You stealing my ideas IG? Rowan is the name of my halfling wizard in one of my PBP games here! 



This game looks like fun. Wish I had more time on my hands right now to join. Have fun guys!


----------



## Trollbabe (Jul 6, 2007)

s@squ@tch said:
			
		

> What more do you want?  Background, story, etc?



 What you have is fine for this game. We are just aiming to keep it straight forward in nature. Thanks everyone for the submissions thus far.


----------



## industrygothica (Jul 6, 2007)

Rhun said:
			
		

> You stealing my ideas IG? Rowan is the name of my halfling wizard in one of my PBP games here!





Ha!  Nope, thought of that one all by myself.  Just goes to prove that theory about great minds and all, eh?


----------



## Trollbabe (Jul 8, 2007)

Arkhandus said:
			
		

> I'd like to join in, with a Gnome Sorcerer by the name of Thrang Hymnir.  I'll fill in this post with a full character sheet when I have all the main details worked out.

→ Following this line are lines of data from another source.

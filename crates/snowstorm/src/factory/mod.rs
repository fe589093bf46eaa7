use crate::{IdParts, Layout, Result, TimeSource, WallClock, base36, time::SNOWSTORM_EPOCH};
use core::time::Duration;
use parking_lot::Mutex;

#[cfg(feature = "tracing")]
use tracing::instrument;


/// Configurable options for [`IdFactory::new`].
#[derive(Clone, Copy, Debug)]
pub struct FactoryOptions {
    /// Identifies this generator instance. Masked to `server_bits` bits.
    pub server_id: i64,

    /// Number of bits used to encode the server id. Defaults to 10.
    pub server_bits: u32,

    /// Number of bits in the per-tick sequence. Defaults to 12.
    pub sequence_bits: u32,

    /// Tick zero, as a [`Duration`] since the Unix epoch. Defaults to
    /// [`SNOWSTORM_EPOCH`].
    pub epoch: Duration,
}

impl Default for FactoryOptions {
    fn default() -> Self {
        let layout = Layout::default();
        Self {
            server_id: 0,
            server_bits: layout.server_bits(),
            sequence_bits: layout.sequence_bits(),
            epoch: SNOWSTORM_EPOCH,
        }
    }
}

#[derive(Debug, Default)]
struct State {
    sequence: i64,
    last_timestamp: i64,
}

/// A lock-based Snowflake ID factory.
///
/// Every call to [`IdFactory::id_n`] runs as a single critical section, so a
/// batch is contiguous and the factory can be shared freely across threads
/// (wrap it in an [`Arc`] to hand it to a [`Pool`]).
///
/// ## Guarantees
/// - ✅ Strictly increasing ids within and across calls
/// - ✅ Never blocks waiting for the clock: when a tick's sequence space is
///   exhausted, the factory moves to the next tick ahead of wall time
/// - ❌ Does not resynchronize a virtual clock that ran ahead; sustained
///   overload skews timestamps forward
///
/// # Example
/// ```
/// use snowstorm::{FactoryOptions, IdFactory};
///
/// let factory = IdFactory::new(FactoryOptions {
///     server_id: 7,
///     ..FactoryOptions::default()
/// })
/// .unwrap();
///
/// let ids = factory.id_n(3);
/// assert!(ids[0] < ids[1] && ids[1] < ids[2]);
/// assert_eq!(factory.decompose(ids[0]).server_id, 7);
/// ```
///
/// [`Arc`]: std::sync::Arc
/// [`Pool`]: crate::Pool
pub struct IdFactory<T = WallClock> {
    server_id: i64,
    layout: Layout,
    state: Mutex<State>,
    time: T,
}

impl IdFactory<WallClock> {
    /// Creates a factory reading the wall clock relative to
    /// `options.epoch`.
    ///
    /// # Errors
    ///
    /// Returns [`Error::InvalidConfig`] when the bit split leaves fewer than
    /// 41 bits for the timestamp.
    ///
    /// [`Error::InvalidConfig`]: crate::Error::InvalidConfig
    pub fn new(options: FactoryOptions) -> Result<Self> {
        let layout = Layout::new(options.server_bits, options.sequence_bits)?;
        Ok(Self::with_time(
            options.server_id,
            layout,
            WallClock::with_epoch(options.epoch),
        ))
    }
}

impl<T: TimeSource> IdFactory<T> {
    /// Creates a factory from an already validated [`Layout`] and an explicit
    /// [`TimeSource`].
    pub fn with_time(server_id: i64, layout: Layout, time: T) -> Self {
        Self {
            server_id: server_id & layout.server_mask(),
            layout,
            state: Mutex::new(State::default()),
            time,
        }
    }

    /// Allocates the next `n` ids.
    ///
    /// For each id the clock is sampled once. If the tick has not moved past
    /// the last one used, the sequence is incremented; once it reaches
    /// `2^sequence_bits` it wraps to zero and the factory's timestamp is
    /// pushed one tick forward instead of waiting.
    #[cfg_attr(feature = "tracing", instrument(level = "trace", skip(self)))]
    pub fn id_n(&self, n: usize) -> Vec<i64> {
        let mut state = self.state.lock();
        (0..n).map(|_| self.next_locked(&mut state)).collect()
    }

    /// Allocates a single id.
    pub fn id(&self) -> i64 {
        let mut state = self.state.lock();
        self.next_locked(&mut state)
    }

    #[inline]
    fn next_locked(&self, state: &mut State) -> i64 {
        let tick = self.time.current_millis();
        if tick <= state.last_timestamp {
            state.sequence += 1;
            if state.sequence == self.layout.sequence_max() {
                state.sequence = 0;
                state.last_timestamp += 1;
            }
        } else {
            state.sequence = 0;
            state.last_timestamp = tick;
        }

        self.layout
            .compose(state.last_timestamp, self.server_id, state.sequence)
    }

    /// Allocates the next `n` ids rendered as base36 strings (`0-9a-z`).
    pub fn string_n(&self, n: usize) -> Vec<String> {
        self.id_n(n).into_iter().map(base36::encode).collect()
    }

    /// The (masked) server id embedded in every id.
    pub const fn server_id(&self) -> i64 {
        self.server_id
    }

    pub const fn layout(&self) -> Layout {
        self.layout
    }

    /// Splits an id produced by this factory into its fields.
    pub const fn decompose(&self, id: i64) -> IdParts {
        self.layout.decompose(id)
    }
}
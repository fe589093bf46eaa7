#![doc = include_str!("../README.md")]

pub mod base36;
mod error;
mod factory;
mod layout;
mod pool;
mod source;
mod time;

pub use crate::error::*;
pub use crate::factory::*;
pub use crate::layout::*;
pub use crate::pool::*;
pub use crate::source::*;
pub use crate::time::*;
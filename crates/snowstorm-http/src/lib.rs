#![doc = include_str!("../README.md")]

pub mod client;
mod error;
pub mod server;
pub mod telemetry;

pub use crate::client::HttpSource;
pub use crate::error::*;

Ark if you can post the stats for Thrang we can close submissions and begin with the 5 we have here. Assuming that sounds good with everyone else.


----------



## Arkhandus (Jul 8, 2007)

Sorry, I turned out rather busy and exhausted the past few days, so I didn't finish nearly so soon as I had expected.

[sblock=Thrang]*Thrang Hymnir*......................Male Rock Gnome
Strength............9 (-1)..............Character Level: 1, Sorcerer 1
Dexterity..........15 (+2)............Small Size, Speed 20 ft.
Constitution......16 (+3)............Initiative: +2, BAB: +0, Grapple: -5
Intelligence.......12 (+1)............Melee: +0, Ranged: +3
Wisdom...........10 (+0)............Total HP: 7, Current HP: 7, Nonlethal: 0
Charisma..........16 (+3)............Fortitude: +3, Reflex: +2, Will: +2

Normal AC: 13 (+2 Dex, +1 size), Touch AC: 13, Flat-Footed AC: 11
Alignment: Neutral Good, Age 57, Height 3'-3", Weight 43 lbs.
Dark Brown Skin, Bright Blue Eyes, Sandy Blonde Hair & Short Beard

Attacks:
Dagger +0 melee for 1d4-1 damage
Dagger +2 ranged for 1d4-1 damage (10 ft. increment, 50 max)
Heavy crossbow +3 ranged for 1d8 damage (120 ft. increment, 1,200 max)
Acid splash +3 ranged touch for 1d3 damage (25 ft. +5 ft./2 caster levels)

Languages (Literate): Common, Dwarven, Gnome, Keolandish.
Proficiencies: All simple weapons.
Level Progression Feat: Spell Focus (Illusion).

Skills: Bluff +5 (2 ranks, +3 Cha), Concentration +4 (1 rank, +3 Con), Craft (alchemy) +7 (4 ranks, +1 Int, +2 racial), Knowledge (arcana) +2 (1 rank, +1 Int), Profession (clerk) +1 (1 rank, +0 Wis), Speak Language (Keolandish) 1 rank cross-class, Spellcraft +2 (1 rank, +1 Int).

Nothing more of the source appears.